Outre le mode sémasiologique qui permet aux apprenants de rechercher un mot par son lemme, ils peuvent également accéder à de nombreuses unités phraséologiques de même concept par le mode onomasiologique. L’accès onomasiologique s’effectue par le biais d’une liste des 18 fonctions rhétoriques et organisationnelles, particulièrement représentées dans le discours scientifique. On y retrouve des concepts pour introduire une thématique : énumérer, ajouter une information, ou exprimer la causalité, donner un exemple, reformuler, etc. Pour chaque fonction, l’utilisateur peut accéder à une liste des éléments lexicaux typiques dans le discours scientifique et pour chaque catégorie (noms, verbes, adjectifs, adverbes, conjonctions et prépositions) (Figure 1-2). Cette classification nous paraît très intéressante dans la perspective de l’aide à la rédaction. Les approches menées par les auteurs nous inspirent beaucoup dans la conception de notre typologie des séquences polylexicales, car nous envisageons nous aussi d’adapter l’approche onomasiologique dans l’enseignement et l’apprentissage du lexique transdisciplinaire des écrits scientifiques comme moyen susceptible d’aider les étudiants à développer leurs compétences lexicales et phraséologiques. Nous y reviendrons plus en détail dans le chapitre 6.

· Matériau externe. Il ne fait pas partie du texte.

use aroov_client::{Api, GatewayError};
use aroov_types::{DestinationId, DestinationRecord};
use std::cell::RefCell;
use std::collections::HashSet;
use std::rc::Rc;
use tracing::{debug, warn};

use crate::context::PageContext;
use crate::document::Anchor;
use crate::list::{LoadOutcome, ToggleTarget};
use crate::render::{CardRenderer, CardState, CardVariant, RecordTable, placeholder};
use crate::sequence::SequenceGuard;

const REMOVE_CONFIRM: &str = "Remove this trip from your favourites?";
const REMOVE_FAILED: &str = "⚠️ Could not remove. Please try again.";

#[derive(Debug, Clone, Copy, PartialEq, Eq)]
pub enum ToggleOutcome {
    /// The server agrees with what the card shows.
    Confirmed { liked: bool },
    /// A request failed; the card shows the last state the server confirmed.
    RolledBack { liked: bool },
    /// Another request for this card is in flight and will carry this intent.
    Queued,
    /// No such card is rendered.
    NotRendered,
}

/// Optimistic favourite toggling for the cards of one list.
///
/// The card flips before the request is sent. Requests for one destination are
/// serialized: clicks that land while a request is in flight only change the
/// card, and the in-flight loop sends whatever the card shows once the
/// current request completes. On failure the card reverts to the last
/// server-confirmed state without any alert.
pub struct FavouriteToggle<T: ToggleTarget> {
    api: Api,
    target: Rc<T>,
    pending: RefCell<HashSet<DestinationId>>,
}

impl<T: ToggleTarget> FavouriteToggle<T> {
    pub fn new(api: Api, target: Rc<T>) -> Self {
        Self {
            api,
            target,
            pending: RefCell::new(HashSet::new()),
        }
    }

    pub fn is_pending(&self, id: &DestinationId) -> bool {
        self.pending.borrow().contains(id)
    }

    pub async fn toggle(&self, id: &DestinationId) -> ToggleOutcome {
        let Some(current) = self.target.liked(id) else {
            return ToggleOutcome::NotRendered;
        };
        self.target.set_liked(id, !current);

        if !self.pending.borrow_mut().insert(id.clone()) {
            return ToggleOutcome::Queued;
        }

        let mut confirmed = current;
        let outcome = loop {
            let Some(wanted) = self.target.liked(id) else {
                break ToggleOutcome::NotRendered;
            };
            if wanted == confirmed {
                break ToggleOutcome::Confirmed { liked: confirmed };
            }

            match self.api.set_favourite(id, wanted).await {
                Ok(()) => confirmed = wanted,
                Err(err) => {
                    debug!(id = %id, error = %err, "favourite toggle failed, reverting");
                    self.target.set_liked(id, confirmed);
                    break ToggleOutcome::RolledBack { liked: confirmed };
                }
            }
        };

        self.pending.borrow_mut().remove(id);
        outcome
    }
}

#[derive(Debug, Clone, PartialEq)]
pub enum RemoveOutcome {
    Removed,
    /// The user declined the confirmation.
    Cancelled,
    Failed(GatewayError),
    NotRendered,
    /// A removal of this card is already under way.
    InProgress,
}

#[derive(Debug, Default)]
struct FavouritesState {
    records: Vec<DestinationRecord>,
    removing: HashSet<DestinationId>,
    /// DELETE sent, response not yet in.
    deleting: HashSet<DestinationId>,
    table: RecordTable,
    loaded: bool,
}

/// The saved-trips grid (`favGrid`).
pub struct FavouritesController {
    ctx: PageContext,
    renderer: CardRenderer,
    guard: SequenceGuard,
    state: RefCell<FavouritesState>,
}

impl FavouritesController {
    pub fn new(ctx: PageContext) -> Self {
        let renderer =
            CardRenderer::new(CardVariant::Favourite, ctx.ui.card_placeholder_image.clone());
        Self {
            ctx,
            renderer,
            guard: SequenceGuard::new(),
            state: RefCell::new(FavouritesState::default()),
        }
    }

    pub fn records(&self) -> Vec<DestinationRecord> {
        self.state.borrow().records.clone()
    }

    pub fn record(&self, element_id: &str) -> Option<DestinationRecord> {
        self.state.borrow().table.rehydrate(element_id).cloned()
    }

    pub async fn load(&self) -> LoadOutcome {
        let ticket = self.guard.issue();
        let response = self.ctx.api.favourites().await;

        if !self.guard.is_current(ticket) {
            debug!(seq = ticket.seq(), "dropping stale favourites response");
            return LoadOutcome::Superseded;
        }

        match response {
            Ok(records) => {
                let items = records.len();
                {
                    let mut state = self.state.borrow_mut();
                    state.records = records;
                    state.removing.clear();
                    state.loaded = true;
                }
                self.redraw();
                if items == 0 {
                    LoadOutcome::Empty
                } else {
                    LoadOutcome::Loaded {
                        items,
                        total_pages: 1,
                    }
                }
            }
            Err(err) => {
                warn!(error = %err, "failed to load favourites");
                self.ctx
                    .document
                    .set_html(Anchor::FavGrid, placeholder::favourites_error());
                LoadOutcome::Failed(err)
            }
        }
    }

    pub fn redraw(&self) {
        let mut state = self.state.borrow_mut();
        if !state.loaded {
            return;
        }

        let (markup, table) = if state.records.is_empty() {
            (placeholder::favourites_empty(), RecordTable::new())
        } else {
            let grid = self.renderer.render_grid(state.records.iter().map(|record| {
                let card = CardState {
                    liked: true,
                    removing: state.removing.contains(&record.id),
                };
                (record, card)
            }));
            (grid.markup, grid.table)
        };
        state.table = table;
        drop(state);

        self.ctx.document.set_html(Anchor::FavGrid, markup);
    }

    /// Remove a saved trip after confirmation.
    ///
    /// On success the card is marked as removing for the removal delay, then
    /// dropped; removing the last card reloads so the empty state comes from
    /// the server's view.
    pub async fn remove(&self, id: &DestinationId) -> RemoveOutcome {
        {
            let state = self.state.borrow();
            if !state.records.iter().any(|record| &record.id == id) {
                return RemoveOutcome::NotRendered;
            }
            if state.deleting.contains(id) || state.removing.contains(id) {
                debug!(id = %id, "removal already in progress");
                return RemoveOutcome::InProgress;
            }
        }

        if !self.ctx.host.confirm(REMOVE_CONFIRM) {
            return RemoveOutcome::Cancelled;
        }
        self.state.borrow_mut().deleting.insert(id.clone());

        let response = self.ctx.api.remove_favourite(id).await;
        self.state.borrow_mut().deleting.remove(id);
        if let Err(err) = response {
            if err.is_network() {
                warn!(id = %id, error = %err, "could not reach server to remove favourite");
            } else {
                self.ctx.host.alert(REMOVE_FAILED);
            }
            return RemoveOutcome::Failed(err);
        }

        self.state.borrow_mut().removing.insert(id.clone());
        self.redraw();

        tokio::time::sleep(self.ctx.ui.removal_delay()).await;

        let now_empty = {
            let mut state = self.state.borrow_mut();
            state.records.retain(|record| &record.id != id);
            state.removing.remove(id);
            state.records.is_empty()
        };
        self.redraw();

        if now_empty {
            self.load().await;
        }
        RemoveOutcome::Removed
    }
}
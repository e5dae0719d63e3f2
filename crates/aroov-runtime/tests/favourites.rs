use aroov_client::{GatewayError, Method};
use aroov_runtime::render::placeholder;
use aroov_runtime::{
    Anchor, Document, FavouriteToggle, FavouritesController, ListController, LoadOutcome,
    RemoveOutcome, ToggleOutcome, ToggleTarget, UiConfig,
};
use aroov_testing::fixtures::{Harness, destination_json, fast_ui, liked_destination_json, page_json};
use aroov_types::{DestinationId, FilterPatch};
use serde_json::{Value, json};
use std::rc::Rc;

async fn explore_with_cards(h: &Harness) -> Rc<ListController> {
    h.gateway.ok(
        Method::Get,
        "/api/destinations?page=1",
        page_json(
            vec![
                destination_json(1, "Penang Hill"),
                liked_destination_json(2, "Langkawi"),
            ],
            1,
        ),
    );
    let list = Rc::new(ListController::new(h.ctx.clone()));
    list.reload().await;
    list
}

#[tokio::test]
async fn test_toggle_success_keeps_new_state() {
    let h = Harness::explore();
    let list = explore_with_cards(&h).await;
    let toggle = FavouriteToggle::new(h.ctx.api.clone(), Rc::clone(&list));
    h.gateway.ok(Method::Post, "/api/user/favourites", Value::Null);

    let id = DestinationId::from(1);
    let outcome = toggle.toggle(&id).await;

    assert_eq!(outcome, ToggleOutcome::Confirmed { liked: true });
    assert_eq!(list.liked(&id), Some(true));
    let post = &h.gateway.requests()[1];
    assert_eq!(post.body, Some(json!({"destinationId": 1})));
    assert!(
        h.document()
            .html(Anchor::DestGrid)
            .unwrap()
            .contains(r#"class="icon-btn heart-btn liked" data-action="favourite" data-card="card-1""#)
    );
}

#[tokio::test]
async fn test_unliking_sends_delete() {
    let h = Harness::explore();
    let list = explore_with_cards(&h).await;
    let toggle = FavouriteToggle::new(h.ctx.api.clone(), Rc::clone(&list));
    h.gateway.ok(Method::Delete, "/api/user/favourites/2", Value::Null);

    let outcome = toggle.toggle(&DestinationId::from(2)).await;

    assert_eq!(outcome, ToggleOutcome::Confirmed { liked: false });
    assert_eq!(h.gateway.count(Method::Delete, "/api/user/favourites/2"), 1);
}

#[tokio::test]
async fn test_toggle_failure_rolls_back_silently() {
    let h = Harness::explore();
    let list = explore_with_cards(&h).await;
    let toggle = FavouriteToggle::new(h.ctx.api.clone(), Rc::clone(&list));
    h.gateway.fail(Method::Post, "/api/user/favourites", 500, Value::Null);

    let id = DestinationId::from(1);
    let outcome = toggle.toggle(&id).await;

    assert_eq!(outcome, ToggleOutcome::RolledBack { liked: false });
    assert_eq!(list.liked(&id), Some(false));
    assert!(h.host.alerts().is_empty());
    assert!(!toggle.is_pending(&id));
}

#[tokio::test]
async fn test_card_flips_before_response_arrives() {
    let h = Harness::explore();
    let list = explore_with_cards(&h).await;
    let toggle = FavouriteToggle::new(h.ctx.api.clone(), Rc::clone(&list));
    let gate = h
        .gateway
        .gated(Method::Post, "/api/user/favourites", Ok(Value::Null));

    let id = DestinationId::from(1);
    let pending = toggle.toggle(&id);
    let observe = async {
        let seen = list.liked(&id);
        gate.open();
        seen
    };
    let (outcome, seen_while_pending) = futures::join!(pending, observe);

    assert_eq!(seen_while_pending, Some(true));
    assert_eq!(outcome, ToggleOutcome::Confirmed { liked: true });
}

#[tokio::test]
async fn test_double_click_converges_on_last_intent() {
    let h = Harness::explore();
    let list = explore_with_cards(&h).await;
    let toggle = FavouriteToggle::new(h.ctx.api.clone(), Rc::clone(&list));
    let gate = h
        .gateway
        .gated(Method::Post, "/api/user/favourites", Ok(Value::Null));
    h.gateway
        .ok(Method::Delete, "/api/user/favourites/1", Value::Null);

    let id = DestinationId::from(1);
    let first = toggle.toggle(&id);
    let second = async {
        let outcome = toggle.toggle(&id).await;
        gate.open();
        outcome
    };
    let (first, second) = futures::join!(first, second);

    assert_eq!(second, ToggleOutcome::Queued);
    assert_eq!(first, ToggleOutcome::Confirmed { liked: false });
    assert_eq!(list.liked(&id), Some(false));
    assert_eq!(h.gateway.count(Method::Post, "/api/user/favourites"), 1);
    assert_eq!(h.gateway.count(Method::Delete, "/api/user/favourites/1"), 1);
}

#[tokio::test]
async fn test_double_click_failure_restores_confirmed_state() {
    let h = Harness::explore();
    let list = explore_with_cards(&h).await;
    let toggle = FavouriteToggle::new(h.ctx.api.clone(), Rc::clone(&list));
    let gate = h.gateway.gated(
        Method::Post,
        "/api/user/favourites",
        Ok(Value::Null),
    );
    h.gateway
        .network_error(Method::Delete, "/api/user/favourites/1");

    let id = DestinationId::from(1);
    let first = toggle.toggle(&id);
    let second = async {
        let outcome = toggle.toggle(&id).await;
        gate.open();
        outcome
    };
    let (first, _) = futures::join!(first, second);

    // The add went through, the undo did not: the card shows the server's view.
    assert_eq!(first, ToggleOutcome::RolledBack { liked: true });
    assert_eq!(list.liked(&id), Some(true));
}

#[tokio::test]
async fn test_toggle_unknown_card() {
    let h = Harness::explore();
    let list = explore_with_cards(&h).await;
    let toggle = FavouriteToggle::new(h.ctx.api.clone(), list);

    let outcome = toggle.toggle(&DestinationId::from(99)).await;
    assert_eq!(outcome, ToggleOutcome::NotRendered);
}

#[tokio::test]
async fn test_rollback_keeps_failed_load_visible() {
    let h = Harness::explore();
    let list = explore_with_cards(&h).await;
    let toggle = FavouriteToggle::new(h.ctx.api.clone(), Rc::clone(&list));
    let gate = h.gateway.gated(
        Method::Post,
        "/api/user/favourites",
        Err(GatewayError::http(500, None)),
    );
    h.gateway.fail(
        Method::Get,
        "/api/destinations?page=1&search=beach",
        500,
        json!({"error": "db down"}),
    );

    let id = DestinationId::from(1);
    let flip = toggle.toggle(&id);
    let search = async {
        let outcome = list.set_filter(FilterPatch::new().search("beach")).await;
        gate.open();
        outcome
    };
    let (flip, search) = futures::join!(flip, search);

    assert!(matches!(search, LoadOutcome::Failed(_)));
    assert_eq!(flip, ToggleOutcome::RolledBack { liked: false });
    assert_eq!(list.liked(&id), Some(false));
    assert_eq!(
        h.document().html(Anchor::DestGrid).unwrap(),
        placeholder::load_error().into_string()
    );
}

async fn favourites_with(h: &Harness, items: Vec<Value>) -> FavouritesController {
    h.gateway
        .ok(Method::Get, "/api/user/favourites", Value::Array(items));
    let favourites = FavouritesController::new(h.ctx.clone());
    favourites.load().await;
    favourites
}

#[tokio::test]
async fn test_favourites_load_renders_liked_cards() {
    let h = Harness::favourites();
    let favourites = favourites_with(&h, vec![liked_destination_json(1, "Langkawi")]).await;

    let grid = h.document().html(Anchor::FavGrid).unwrap();
    assert!(grid.contains(r#"data-action="remove" data-card="card-1""#));
    assert_eq!(favourites.records().len(), 1);
}

#[tokio::test]
async fn test_favourites_empty_and_error_placeholders() {
    let h = Harness::favourites();
    let favourites = favourites_with(&h, vec![]).await;
    assert!(
        h.document()
            .html(Anchor::FavGrid)
            .unwrap()
            .contains("No favourites yet")
    );

    h.gateway.network_error(Method::Get, "/api/user/favourites");
    assert!(matches!(favourites.load().await, LoadOutcome::Failed(_)));
    assert!(
        h.document()
            .html(Anchor::FavGrid)
            .unwrap()
            .contains("Could not load favourites.")
    );
}

#[tokio::test]
async fn test_remove_drops_card_after_confirmation() {
    let h = Harness::favourites();
    let favourites = favourites_with(
        &h,
        vec![
            liked_destination_json(1, "Langkawi"),
            liked_destination_json(2, "Cameron Highlands"),
        ],
    )
    .await;
    h.gateway
        .ok(Method::Delete, "/api/user/favourites/1", Value::Null);

    let outcome = favourites.remove(&DestinationId::from(1)).await;

    assert_eq!(outcome, RemoveOutcome::Removed);
    assert_eq!(
        h.host.questions(),
        vec!["Remove this trip from your favourites?".to_string()]
    );
    let grid = h.document().html(Anchor::FavGrid).unwrap();
    assert!(!grid.contains("card-1"));
    assert!(grid.contains("card-2"));
}

#[tokio::test]
async fn test_card_is_marked_removing_during_delay() {
    let ui = UiConfig {
        removal_delay_ms: 20,
        ..fast_ui()
    };
    let h = Harness::with_ui(Document::favourites_page(), ui);
    let favourites = favourites_with(
        &h,
        vec![
            liked_destination_json(1, "Langkawi"),
            liked_destination_json(2, "Cameron Highlands"),
        ],
    )
    .await;
    h.gateway
        .ok(Method::Delete, "/api/user/favourites/1", Value::Null);

    let removed_id = DestinationId::from(1);
    let removal = favourites.remove(&removed_id);
    let observe = async {
        // Polled after the removal has reached its delay.
        h.document().html(Anchor::FavGrid).unwrap()
    };
    let (outcome, during) = futures::join!(removal, observe);

    assert_eq!(outcome, RemoveOutcome::Removed);
    assert!(during.contains(r#"<div class="card removing" id="card-1">"#));
}

#[tokio::test]
async fn test_removing_last_card_reloads_empty_state() {
    let h = Harness::favourites();
    let favourites = favourites_with(&h, vec![liked_destination_json(1, "Langkawi")]).await;
    h.gateway
        .ok(Method::Delete, "/api/user/favourites/1", Value::Null);
    h.gateway
        .ok(Method::Get, "/api/user/favourites", json!([]));

    assert_eq!(
        favourites.remove(&DestinationId::from(1)).await,
        RemoveOutcome::Removed
    );
    assert_eq!(h.gateway.count(Method::Get, "/api/user/favourites"), 2);
    assert!(
        h.document()
            .html(Anchor::FavGrid)
            .unwrap()
            .contains("No favourites yet")
    );
}

#[tokio::test]
async fn test_second_remove_while_deleting_is_ignored() {
    let h = Harness::favourites();
    let favourites = favourites_with(
        &h,
        vec![
            liked_destination_json(1, "Langkawi"),
            liked_destination_json(2, "Cameron Highlands"),
        ],
    )
    .await;
    let gate = h
        .gateway
        .gated(Method::Delete, "/api/user/favourites/1", Ok(Value::Null));

    let id = DestinationId::from(1);
    let first = favourites.remove(&id);
    let second = async {
        let outcome = favourites.remove(&id).await;
        gate.open();
        outcome
    };
    let (first, second) = futures::join!(first, second);

    assert_eq!(first, RemoveOutcome::Removed);
    assert_eq!(second, RemoveOutcome::InProgress);
    assert_eq!(h.gateway.count(Method::Delete, "/api/user/favourites/1"), 1);
    assert_eq!(h.host.questions().len(), 1);
    assert!(h.host.alerts().is_empty());
}

#[tokio::test]
async fn test_favourites_rows_with_join_id_decode() {
    let h = Harness::favourites();
    let mut row = liked_destination_json(7, "Langkawi");
    row["id"] = json!(99);
    let favourites = favourites_with(&h, vec![row]).await;

    assert_eq!(favourites.records()[0].id, DestinationId::from(7));
    assert!(h.document().html(Anchor::FavGrid).unwrap().contains(r#"id="card-7""#));
}

#[tokio::test]
async fn test_remove_cancelled_sends_nothing() {
    let h = Harness::favourites();
    let favourites = favourites_with(&h, vec![liked_destination_json(1, "Langkawi")]).await;
    h.host.answer_next(false);

    assert_eq!(
        favourites.remove(&DestinationId::from(1)).await,
        RemoveOutcome::Cancelled
    );
    assert_eq!(h.gateway.count(Method::Delete, "/api/user/favourites"), 0);
}

#[tokio::test]
async fn test_remove_failure_alerts_and_keeps_card() {
    let h = Harness::favourites();
    let favourites = favourites_with(&h, vec![liked_destination_json(1, "Langkawi")]).await;
    h.gateway
        .fail(Method::Delete, "/api/user/favourites/1", 500, Value::Null);

    let outcome = favourites.remove(&DestinationId::from(1)).await;

    assert!(matches!(outcome, RemoveOutcome::Failed(_)));
    assert_eq!(
        h.host.last_alert().as_deref(),
        Some("⚠️ Could not remove. Please try again.")
    );
    assert!(h.document().html(Anchor::FavGrid).unwrap().contains("card-1"));
}

#[tokio::test]
async fn test_remove_network_failure_is_only_logged() {
    let h = Harness::favourites();
    let favourites = favourites_with(&h, vec![liked_destination_json(1, "Langkawi")]).await;
    h.gateway
        .network_error(Method::Delete, "/api/user/favourites/1");

    assert!(matches!(
        favourites.remove(&DestinationId::from(1)).await,
        RemoveOutcome::Failed(_)
    ));
    assert!(h.host.alerts().is_empty());
}
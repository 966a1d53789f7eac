//! Rule-based intent classification.
//!
//! Rules are tried in a fixed order and the first match wins. Everything runs on a
//! trimmed, lower-cased copy of the message, so captured arguments are lower-case too.

use regex::{Captures, Regex};
use std::sync::LazyLock;

use crate::model::Intent;

static WEATHER_PREPOSITION: LazyLock<Regex> =
    LazyLock::new(|| Regex::new(r"weather (?:in|at|for)\s+([\p{L}\s\-]+)\??").expect("valid regex"));

static WHO_WHAT: LazyLock<Regex> =
    LazyLock::new(|| Regex::new(r"^(?:who|what)\s+(?:is|was)\s+(.+?)\??$").expect("valid regex"));

static DEFINE: LazyLock<Regex> =
    LazyLock::new(|| Regex::new(r"^define\s+(.+?)\??$").expect("valid regex"));

static TIME: LazyLock<Regex> =
    LazyLock::new(|| Regex::new(r"^(?:time|what's the time|current time)").expect("valid regex"));

pub fn classify(message: &str) -> Intent {
    let m = message.trim().to_lowercase();

    let intent = match WEATHER_PREPOSITION.captures(&m) {
        // A matched preposition with a blank city ends as chat; the looser
        // rules below only run when the preposition form did not match at all.
        Some(caps) => group(&caps).map(Intent::Weather).unwrap_or(Intent::Chat),
        None => weather_prefix(&m)
            .or_else(|| capture(&WHO_WHAT, &m).map(Intent::Encyclopedia))
            .or_else(|| capture(&DEFINE, &m).map(Intent::Encyclopedia))
            .or_else(|| TIME.is_match(&m).then_some(Intent::Time))
            .unwrap_or(Intent::Chat),
    };

    tracing::debug!(?intent, "classified message");
    intent
}

fn weather_prefix(m: &str) -> Option<Intent> {
    let rest = m.strip_prefix("weather ")?.trim();
    (!rest.is_empty()).then(|| Intent::Weather(rest.to_string()))
}

fn capture(re: &Regex, m: &str) -> Option<String> {
    group(&re.captures(m)?)
}

/// First capture group, trimmed; `None` when it is missing or blank.
fn group(caps: &Captures<'_>) -> Option<String> {
    let arg = caps.get(1)?.as_str().trim();
    (!arg.is_empty()).then(|| arg.to_string())
}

Figure 1-2 : Accès onomasiologique dans LEAD (d’après Granger et Paquot, 2010 : 323)

En bref, les trois typologies que nous avons présentées dans cette partie ont chacune une vision didactique différente, mais elles partagent le même objectif d’aide à la rédaction scientifique. Dans notre travail, nous envisageons de tirer profit de l’approche onomasiologique en proposant une entrée par les fonctions discursives et rhétoriques. Une telle approche nous apporte de nombreux avantages que nous allons expliciter dans le chapitre 4 et 6.